A COP30 em Belém enfrenta resistência de países conservadores que tentam excluir pessoas trans das negociações.
Conservadores travam discussões sobre gênero na COP30
A COP30, que ocorre em Belém, está sendo marcada por uma intensa disputa entre países conservadores que tentam excluir pessoas trans das negociações sobre gênero e mudanças climáticas. A atuação conjunta de Argentina, Paraguai, Irã e Vaticano, na terça-feira (18), revelou uma tentativa de restringir o termo “gênero” ao sexo biológico, o que impactaria diretamente políticas essenciais para mulheres vítimas da crise climática.
Os repórteres Geovana Oliveira e João Gabriel destacaram que essa aliança conservadora impede o avanço de políticas reparatórias que são essenciais para atender as necessidades específicas de mulheres e meninas durante desastres naturais. Segundo a ONU, essas populações são desproporcionalmente afetadas pelas mudanças climáticas, necessitando de artigos menstruais e assistência obstétrica em situações de emergência.

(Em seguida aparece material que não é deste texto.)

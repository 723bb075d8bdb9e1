//! Solver facade: the public entry point for one puzzle.

use std::sync::Arc;

use chrono::{DateTime, Utc};
use serde::{Deserialize, Serialize};
use tokio::time::Instant;
use tracing::instrument;
use uuid::Uuid;

use gridmind_domain::Puzzle;

use crate::ensemble::run_ensemble;
use crate::expert::ExpertConfig;
use crate::gateway::ModelGateway;
use crate::obs;
use crate::sandbox::TransformRunner;
use crate::voting::{select_ranked, tally_groups, RankedAttempt};

/// Configuration for one solve.
#[derive(Debug, Clone, Serialize, Deserialize, PartialEq)]
pub struct SolveConfig {
    /// Expert configurations; one task is launched per entry.
    pub experts: Vec<ExpertConfig>,
    /// Number of final attempts emitted (K).
    pub attempts: usize,
    /// Base seed from which every expert and iteration seed is derived.
    pub base_seed: u64,
}

impl Default for SolveConfig {
    fn default() -> Self {
        Self {
            experts: vec![ExpertConfig::default()],
            attempts: 2,
            base_seed: 0,
        }
    }
}

/// Configuration errors at the solve boundary. These are programmer bugs in
/// the caller; model and sandbox failures never surface here.
#[derive(Debug, thiserror::Error)]
pub enum SolveError {
    #[error("solve config has no experts")]
    NoExperts,

    #[error("solve config requests zero attempts")]
    ZeroAttempts,
}

/// Result type for the solver facade.
pub type SolveResult<T> = std::result::Result<T, SolveError>;

/// What one solve produced.
#[derive(Debug, Clone, Serialize, Deserialize)]
pub struct SolveReport {
    pub solve_id: Uuid,
    /// Up to K ranked attempts, each aligned to the puzzle's test inputs.
    pub attempts: Vec<RankedAttempt>,
    /// Attempts recorded per expert, in config order.
    pub expert_attempt_counts: Vec<usize>,
    pub duration_ms: u64,
    pub finished_at: DateTime<Utc>,
}

/// Solve one puzzle: run the ensemble, tally the votes, emit K attempts.
///
/// Pure composition; every policy lives in the coordinator, experts, and
/// voter. Cancellation of the returned future aborts all expert tasks.
#[instrument(skip_all, fields(experts = config.experts.len(), k = config.attempts))]
pub async fn solve(
    puzzle: &Puzzle,
    config: &SolveConfig,
    gateway: Arc<dyn ModelGateway>,
    runner: Arc<dyn TransformRunner>,
) -> SolveResult<SolveReport> {
    if config.experts.is_empty() {
        return Err(SolveError::NoExperts);
    }
    if config.attempts == 0 {
        return Err(SolveError::ZeroAttempts);
    }

    let solve_id = Uuid::new_v4();
    let started = Instant::now();
    obs::emit_solve_started(
        &solve_id.to_string(),
        config.experts.len(),
        puzzle.train_count(),
        puzzle.test_count(),
    );

    let histories = run_ensemble(
        puzzle,
        &config.experts,
        config.base_seed,
        gateway,
        runner,
    )
    .await;

    let expert_attempt_counts: Vec<usize> = histories.iter().map(|h| h.len()).collect();
    let candidates: Vec<_> = histories.into_iter().flatten().collect();

    let groups = tally_groups(&candidates);
    obs::emit_votes_tallied(
        candidates.len(),
        groups.len(),
        groups.iter().filter(|g| g.contains_passer).count(),
    );

    let attempts = select_ranked(&groups, config.attempts, puzzle.test_count());
    let duration_ms = started.elapsed().as_millis() as u64;
    obs::emit_solve_finished(&solve_id.to_string(), attempts.len(), duration_ms);

    Ok(SolveReport {
        solve_id,
        attempts,
        expert_attempt_counts,
        duration_ms,
        finished_at: Utc::now(),
    })
}

#[cfg(test)]
mod tests {
    use super::*;
    use gridmind_domain::{Grid, TrainExample};

    use crate::fakes::{ScriptedGateway, TableTransformRunner};

    fn grid(rows: &[&[u8]]) -> Grid {
        Grid::new(rows.iter().map(|r| r.to_vec()).collect()).unwrap()
    }

    fn puzzle() -> Puzzle {
        let input = grid(&[&[1, 2], &[3, 4]]);
        let output = grid(&[&[1, 3], &[2, 4]]);
        Puzzle::new(vec![TrainExample::new(input.clone(), output)], vec![input]).unwrap()
    }

    #[tokio::test]
    async fn test_solve_rejects_degenerate_configs() {
        let gateway = Arc::new(ScriptedGateway::new());
        let runner = Arc::new(TableTransformRunner::new());

        let no_experts = SolveConfig {
            experts: vec![],
            ..SolveConfig::default()
        };
        assert!(matches!(
            solve(&puzzle(), &no_experts, Arc::clone(&gateway) as _, Arc::clone(&runner) as _).await,
            Err(SolveError::NoExperts)
        ));

        let zero_attempts = SolveConfig {
            attempts: 0,
            ..SolveConfig::default()
        };
        assert!(matches!(
            solve(&puzzle(), &zero_attempts, gateway, runner).await,
            Err(SolveError::ZeroAttempts)
        ));
    }

    #[tokio::test]
    async fn test_solve_reports_expert_counts_and_duration() {
        let gateway = Arc::new(
            ScriptedGateway::new().with_responses("model-a", ["```python\ntranspose\n```"]),
        );
        let config = SolveConfig {
            experts: vec![ExpertConfig::new("solo", "model-a")],
            attempts: 2,
            base_seed: 42,
        };

        let report = solve(
            &puzzle(),
            &config,
            gateway,
            Arc::new(TableTransformRunner::new()),
        )
        .await
        .unwrap();

        assert_eq!(report.expert_attempt_counts, vec![1]);
        assert_eq!(report.attempts.len(), 1, "one group, one member");
        assert!(report.attempts[0].from_passer);
    }
}
//! Loader for the nested JSON register table:
//! `module -> register -> { "addr", field -> { "MSB", "LSB" } }`.
//!
//! Selector registers use the same shape, but carry `MSB`/`LSB` at register level and list
//! their routing choices as `label -> value` pairs instead of field objects.

use log::trace;
use serde_json::{Map, Value};

use crate::{
  codec::BitRange,
  error::{RegMapError, RegMapResult},
  field::FieldSpec,
  module::ModuleSpec,
  pins::PinTable,
  register::{AccessSpec, RegisterSpec},
  RegisterMap,
};

const ADDR: &str = "addr";
const MSB: &str = "MSB";
const LSB: &str = "LSB";
const ACCESS: &str = "access";
const SIDE_EFFECTING_ON_READ: &str = "side_effecting_on_read";

/// Parses an unsigned integer given either as a JSON number or as a decimal, `0x` hex or `0b`
/// binary string.
pub(crate) fn parse_u32(value: &Value, context: &str) -> RegMapResult<u32> {
  let parsed = match value {
    Value::Number(n) => n.as_u64().filter(|v| *v <= u64::from(u32::MAX)).map(|v| v as u32),
    Value::String(s) => {
      let s = s.trim();
      if let Some(hex) = s.strip_prefix("0x").or_else(|| s.strip_prefix("0X")) {
        u32::from_str_radix(hex, 16).ok()
      } else if let Some(bin) = s.strip_prefix("0b") {
        u32::from_str_radix(bin, 2).ok()
      } else {
        s.parse::<u32>().ok()
      }
    }
    _ => None,
  };

  parsed.ok_or_else(|| {
    RegMapError::malformed(&format!("{}: {} is not an unsigned 32-bit integer", context, value))
  })
}

fn parse_u8(value: &Value, context: &str) -> RegMapResult<u8> {
  let v = parse_u32(value, context)?;
  if v > u32::from(u8::MAX) {
    return Err(RegMapError::malformed(&format!(
      "{}: {:#x} does not fit in 8 bits",
      context, v
    )));
  }
  Ok(v as u8)
}

fn as_object<'a>(value: &'a Value, context: &str) -> RegMapResult<&'a Map<String, Value>> {
  value
    .as_object()
    .ok_or_else(|| RegMapError::malformed(&format!("{}: expected an object", context)))
}

fn bit_range(obj: &Map<String, Value>, context: &str) -> RegMapResult<BitRange> {
  let msb = match obj.get(MSB) {
    Some(v) => parse_u8(v, context)?,
    None => return Err(RegMapError::malformed(&format!("{}: missing MSB", context))),
  };
  let lsb = match obj.get(LSB) {
    Some(v) => parse_u8(v, context)?,
    None => return Err(RegMapError::malformed(&format!("{}: missing LSB", context))),
  };

  BitRange::new(msb, lsb)
    .map_err(|e| RegMapError::malformed(&format!("{}: {}", context, e)))
}

fn parse_register(name: &str, value: &Value, context: &str) -> RegMapResult<RegisterSpec> {
  let context = format!("{}.{}", context, name);
  let obj = as_object(value, &context)?;

  let address = match obj.get(ADDR) {
    Some(v) => parse_u32(v, &context)?,
    None => return Err(RegMapError::malformed(&format!("{}: missing addr", context))),
  };

  let mut fields = Vec::new();
  let mut choices = Vec::new();

  for (key, v) in obj.iter() {
    match key.as_str() {
      ADDR | MSB | LSB | ACCESS | SIDE_EFFECTING_ON_READ => continue,
      _ => {}
    }

    let key_context = format!("{}.{}", context, key);
    match v {
      Value::Object(field) => {
        let bits = bit_range(field, &key_context)?;
        fields.push(FieldSpec::new(key, bits.msb(), bits.lsb())?);
      }
      _ => choices.push((key.clone(), parse_u8(v, &key_context)?)),
    }
  }

  let has_register_range = obj.contains_key(MSB) || obj.contains_key(LSB);

  let register = match (fields.is_empty(), choices.is_empty(), has_register_range) {
    (true, _, true) => {
      RegisterSpec::with_choices(name, address, bit_range(obj, &context)?, choices)?
    }
    (_, true, false) => RegisterSpec::with_fields(name, address, fields)?,
    _ => {
      return Err(RegMapError::malformed(&format!(
        "{}: register mixes field definitions with selector choices",
        context
      )))
    }
  };

  let access = match obj.get(ACCESS) {
    Some(Value::String(s)) => match AccessSpec::parse(s) {
      Some(a) => a,
      None => {
        return Err(RegMapError::malformed(&format!(
          "{}: unknown access '{}'",
          context, s
        )))
      }
    },
    Some(_) => {
      return Err(RegMapError::malformed(&format!(
        "{}: access must be a string",
        context
      )))
    }
    None => AccessSpec::default(),
  };

  let side_effecting = match obj.get(SIDE_EFFECTING_ON_READ) {
    Some(Value::Bool(b)) => *b,
    Some(_) => {
      return Err(RegMapError::malformed(&format!(
        "{}: side_effecting_on_read must be a boolean",
        context
      )))
    }
    None => false,
  };

  Ok(register.access(access).side_effecting_on_read(side_effecting))
}

/// Parses the `registers` object of a table document into a `RegisterMap`.
pub fn parse_registers(value: &Value) -> RegMapResult<RegisterMap> {
  let modules = as_object(value, "registers")?;
  let mut specs = Vec::with_capacity(modules.len());

  for (module_name, registers) in modules.iter() {
    let registers_obj = as_object(registers, module_name)?;
    let registers = registers_obj
      .iter()
      .map(|(name, v)| parse_register(name, v, module_name))
      .collect::<RegMapResult<Vec<RegisterSpec>>>()?;

    trace!("Parsed {} registers for {}", registers.len(), module_name);
    specs.push(ModuleSpec::new(module_name, registers));
  }

  RegisterMap::new(specs)
}

/// Parses a `name -> identifier` pin table.
pub fn parse_pins(value: &Value, context: &str) -> RegMapResult<PinTable> {
  let obj = as_object(value, context)?;
  let pins = obj
    .iter()
    .map(|(name, id)| -> RegMapResult<(String, u8)> {
      Ok((name.clone(), parse_u8(id, &format!("{}.{}", context, name))?))
    })
    .collect::<RegMapResult<Vec<(String, u8)>>>()?;

  PinTable::new(pins)
}

/// Parses a JSON document holding only the nested register table.
pub fn map_from_json(json: &str) -> RegMapResult<RegisterMap> {
  let value: Value = serde_json::from_str(json)?;
  parse_registers(&value)
}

Impacto das restrições nas políticas climáticas
A exclusão de pessoas trans e não-binárias das discussões não é um tema recente. A introdução do gênero nas negociações climáticas se deu em 2001, e o Programa de Trabalho de Lima sobre Gênero foi aprovado em 2014. Este ano, as mulheres buscam a aprovação de uma versão revisada do Plano de Ação de Gênero da Convenção do Clima, que inclui medidas interseccionais e detalhamento de financiamento.
A insistência dos países conservadores em banir a inclusão de pessoas trans não apenas aprofunda a vulnerabilidade desses grupos, mas também pode impedir a aprovação de ações que afetam mais da metade da população mundial, as mulheres e meninas.
A aliança conservadora nas negociações
A coalizão contra o gênero nas negociações climáticas é composta por uma diversidade de países, desde o xiita Irã até a sunita Arábia Saudita, passando pela Santa Sé e várias nações africanas e ex-repúblicas soviéticas. Essa aliança, frequentemente chamada de “aliança profana” nos estudos feministas, não se limita às questões climáticas; também atua contra direitos reprodutivos e se organizou em um Grupo de Amigos da Família, promovendo uma agenda anti-LGBTQIA+ e antifeminista.
A nova dinâmica se intensificou com a eleição do ultradireitista Javier Milei na Argentina, que, alinhado a figuras como Donald Trump, utiliza a oposição ao gênero como uma estratégia para tumultuar as negociações climáticas.
Desigualdades e vulnerabilidades agravadas
A exclusão da população trans e não-binária dos planos de ação relacionados ao gênero e clima pode agravar desigualdades já existentes. Atualmente, cada país possui liberdade interpretativa quanto à definição de gênero nos documentos, o que gera ambiguidade proposital. Estudos recentes indicam que a população LGBTQIA+ enfrenta efeitos desproporcionais da crise climática, com pesquisas mostrando que sua saúde pode ser mais impactada durante desastres ambientais.
Além disso, em países como El Salvador, Honduras, Sudão do Sul e Somália, onde a homossexualidade é criminalizada, a restrição penal torna essas populações ainda mais vulneráveis economicamente e socialmente, especialmente em situações de insegurança alimentar.
Conclusão
A dinâmica da COP30 revela um embate crucial sobre direitos humanos e políticas climáticas. A luta pela inclusão de todas as identidades de gênero nas discussões climáticas é essencial não apenas para a equidade de gênero, mas também para a eficácia das políticas que visam mitigar os impactos das mudanças climáticas sobre a população mundial.